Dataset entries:
# # #
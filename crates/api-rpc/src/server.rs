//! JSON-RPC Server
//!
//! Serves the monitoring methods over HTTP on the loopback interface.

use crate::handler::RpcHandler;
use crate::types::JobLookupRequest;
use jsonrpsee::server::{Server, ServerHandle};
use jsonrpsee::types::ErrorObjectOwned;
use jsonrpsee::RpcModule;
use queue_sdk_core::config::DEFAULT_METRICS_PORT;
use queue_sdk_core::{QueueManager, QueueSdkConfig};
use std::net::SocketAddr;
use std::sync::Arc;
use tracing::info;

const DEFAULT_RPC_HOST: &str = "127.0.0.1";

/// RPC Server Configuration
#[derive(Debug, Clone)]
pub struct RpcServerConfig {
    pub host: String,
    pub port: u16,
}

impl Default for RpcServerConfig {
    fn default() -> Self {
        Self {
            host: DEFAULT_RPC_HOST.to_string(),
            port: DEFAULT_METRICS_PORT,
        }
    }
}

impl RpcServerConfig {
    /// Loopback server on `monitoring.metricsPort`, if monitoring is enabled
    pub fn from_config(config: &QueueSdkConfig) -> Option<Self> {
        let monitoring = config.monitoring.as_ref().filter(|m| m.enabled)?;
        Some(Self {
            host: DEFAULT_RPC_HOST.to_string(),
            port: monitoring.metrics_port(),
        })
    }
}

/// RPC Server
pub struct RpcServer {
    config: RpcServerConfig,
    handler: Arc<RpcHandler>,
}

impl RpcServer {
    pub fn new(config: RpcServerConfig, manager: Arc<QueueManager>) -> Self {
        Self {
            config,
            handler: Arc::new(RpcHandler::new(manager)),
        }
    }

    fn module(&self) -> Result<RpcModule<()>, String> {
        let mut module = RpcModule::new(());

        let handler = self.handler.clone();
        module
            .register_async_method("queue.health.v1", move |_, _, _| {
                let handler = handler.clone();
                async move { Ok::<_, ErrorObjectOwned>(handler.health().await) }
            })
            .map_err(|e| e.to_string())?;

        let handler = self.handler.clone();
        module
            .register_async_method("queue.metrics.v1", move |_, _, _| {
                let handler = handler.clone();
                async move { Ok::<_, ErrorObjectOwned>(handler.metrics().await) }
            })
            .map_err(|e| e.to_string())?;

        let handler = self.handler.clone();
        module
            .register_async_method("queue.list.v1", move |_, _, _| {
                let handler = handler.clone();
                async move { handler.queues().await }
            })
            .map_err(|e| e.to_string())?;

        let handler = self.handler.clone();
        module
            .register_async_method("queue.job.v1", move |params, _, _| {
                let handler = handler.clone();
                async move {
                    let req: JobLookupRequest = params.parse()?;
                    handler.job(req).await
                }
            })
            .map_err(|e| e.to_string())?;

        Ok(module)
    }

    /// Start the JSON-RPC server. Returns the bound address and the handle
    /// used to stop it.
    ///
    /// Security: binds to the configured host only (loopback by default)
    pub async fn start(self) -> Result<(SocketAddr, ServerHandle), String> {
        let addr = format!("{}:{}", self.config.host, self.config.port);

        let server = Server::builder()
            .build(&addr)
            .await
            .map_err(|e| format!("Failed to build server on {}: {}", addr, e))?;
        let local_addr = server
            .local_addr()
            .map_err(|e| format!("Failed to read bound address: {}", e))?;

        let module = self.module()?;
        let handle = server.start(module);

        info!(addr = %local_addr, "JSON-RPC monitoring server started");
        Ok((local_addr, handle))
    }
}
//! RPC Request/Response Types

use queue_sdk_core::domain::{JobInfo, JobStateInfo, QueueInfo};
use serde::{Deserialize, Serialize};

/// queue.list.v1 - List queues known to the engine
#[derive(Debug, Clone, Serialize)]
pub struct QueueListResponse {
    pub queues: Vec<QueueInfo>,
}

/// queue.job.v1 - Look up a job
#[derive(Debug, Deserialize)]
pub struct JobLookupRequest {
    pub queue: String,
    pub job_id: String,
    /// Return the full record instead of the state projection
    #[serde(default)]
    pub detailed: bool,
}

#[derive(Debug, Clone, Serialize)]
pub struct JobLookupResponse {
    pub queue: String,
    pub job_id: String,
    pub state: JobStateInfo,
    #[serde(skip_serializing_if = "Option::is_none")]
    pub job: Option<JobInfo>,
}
# # #
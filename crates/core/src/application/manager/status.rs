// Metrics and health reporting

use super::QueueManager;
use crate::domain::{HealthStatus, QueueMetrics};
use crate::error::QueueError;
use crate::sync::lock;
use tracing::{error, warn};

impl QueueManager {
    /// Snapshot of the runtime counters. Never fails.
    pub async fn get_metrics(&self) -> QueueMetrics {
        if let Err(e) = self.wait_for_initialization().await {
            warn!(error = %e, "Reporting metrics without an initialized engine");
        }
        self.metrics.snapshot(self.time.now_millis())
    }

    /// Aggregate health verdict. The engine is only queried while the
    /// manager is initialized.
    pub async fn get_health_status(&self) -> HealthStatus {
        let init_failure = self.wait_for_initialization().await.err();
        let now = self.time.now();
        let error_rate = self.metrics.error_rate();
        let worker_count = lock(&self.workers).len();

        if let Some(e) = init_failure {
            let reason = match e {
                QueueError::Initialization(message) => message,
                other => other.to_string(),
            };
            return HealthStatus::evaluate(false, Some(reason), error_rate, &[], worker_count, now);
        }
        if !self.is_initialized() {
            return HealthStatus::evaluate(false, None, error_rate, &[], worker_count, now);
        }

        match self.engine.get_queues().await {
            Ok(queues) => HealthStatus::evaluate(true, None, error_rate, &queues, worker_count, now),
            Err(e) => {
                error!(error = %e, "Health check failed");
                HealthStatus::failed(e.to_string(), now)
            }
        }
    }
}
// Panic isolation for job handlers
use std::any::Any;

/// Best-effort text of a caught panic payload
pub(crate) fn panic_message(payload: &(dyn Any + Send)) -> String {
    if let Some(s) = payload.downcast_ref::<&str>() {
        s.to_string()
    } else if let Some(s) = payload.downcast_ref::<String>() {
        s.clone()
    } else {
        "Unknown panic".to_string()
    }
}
# # #
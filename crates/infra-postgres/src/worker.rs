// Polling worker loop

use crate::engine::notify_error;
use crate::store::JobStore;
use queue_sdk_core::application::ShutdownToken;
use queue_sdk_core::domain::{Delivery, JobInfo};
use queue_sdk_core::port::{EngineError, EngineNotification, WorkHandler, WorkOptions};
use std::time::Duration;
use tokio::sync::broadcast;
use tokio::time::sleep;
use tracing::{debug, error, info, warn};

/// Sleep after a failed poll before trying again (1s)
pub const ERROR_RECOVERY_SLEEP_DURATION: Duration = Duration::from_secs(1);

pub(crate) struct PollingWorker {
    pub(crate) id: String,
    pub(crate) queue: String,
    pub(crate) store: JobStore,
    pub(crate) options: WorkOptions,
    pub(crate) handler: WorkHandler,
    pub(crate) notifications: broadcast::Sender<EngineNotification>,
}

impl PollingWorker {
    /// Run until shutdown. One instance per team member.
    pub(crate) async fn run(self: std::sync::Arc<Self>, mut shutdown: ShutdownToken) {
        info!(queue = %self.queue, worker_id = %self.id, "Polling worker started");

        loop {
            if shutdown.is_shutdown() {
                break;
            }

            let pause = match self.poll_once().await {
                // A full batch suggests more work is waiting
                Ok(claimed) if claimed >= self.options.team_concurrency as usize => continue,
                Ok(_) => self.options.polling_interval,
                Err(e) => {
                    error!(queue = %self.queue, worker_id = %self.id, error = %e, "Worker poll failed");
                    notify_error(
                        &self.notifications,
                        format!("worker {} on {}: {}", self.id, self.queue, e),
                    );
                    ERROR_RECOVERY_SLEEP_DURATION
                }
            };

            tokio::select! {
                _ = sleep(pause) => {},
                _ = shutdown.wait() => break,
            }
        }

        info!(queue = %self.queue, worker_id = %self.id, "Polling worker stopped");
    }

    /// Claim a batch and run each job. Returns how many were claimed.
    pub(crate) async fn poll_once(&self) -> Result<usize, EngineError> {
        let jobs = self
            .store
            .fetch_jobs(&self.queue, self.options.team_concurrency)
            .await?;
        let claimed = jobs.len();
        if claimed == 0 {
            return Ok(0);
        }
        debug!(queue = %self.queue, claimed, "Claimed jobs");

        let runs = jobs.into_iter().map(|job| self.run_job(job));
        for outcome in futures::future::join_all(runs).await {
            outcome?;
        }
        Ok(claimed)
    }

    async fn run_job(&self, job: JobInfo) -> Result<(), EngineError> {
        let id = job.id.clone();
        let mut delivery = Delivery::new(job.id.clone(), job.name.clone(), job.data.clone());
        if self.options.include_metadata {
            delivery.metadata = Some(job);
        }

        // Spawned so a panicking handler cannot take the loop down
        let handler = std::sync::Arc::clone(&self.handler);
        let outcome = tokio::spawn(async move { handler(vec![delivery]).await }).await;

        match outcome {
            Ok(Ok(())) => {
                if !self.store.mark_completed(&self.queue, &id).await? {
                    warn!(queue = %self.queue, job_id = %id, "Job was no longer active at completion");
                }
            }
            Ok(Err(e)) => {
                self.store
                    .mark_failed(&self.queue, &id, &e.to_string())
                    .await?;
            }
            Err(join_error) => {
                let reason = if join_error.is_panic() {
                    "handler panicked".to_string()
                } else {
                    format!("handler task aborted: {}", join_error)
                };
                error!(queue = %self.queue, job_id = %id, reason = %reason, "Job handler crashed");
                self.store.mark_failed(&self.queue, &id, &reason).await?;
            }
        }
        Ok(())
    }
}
# # #
▶ **HOW TO COMPLETE THIS TASK**
Pull out all lines from the entries above that include the word "RpcHandler".

▶ **ANSWER BOX**
use crate::handler::RpcHandler;
    handler: Arc<RpcHandler>,
            handler: Arc::new(RpcHandler::new(manager)),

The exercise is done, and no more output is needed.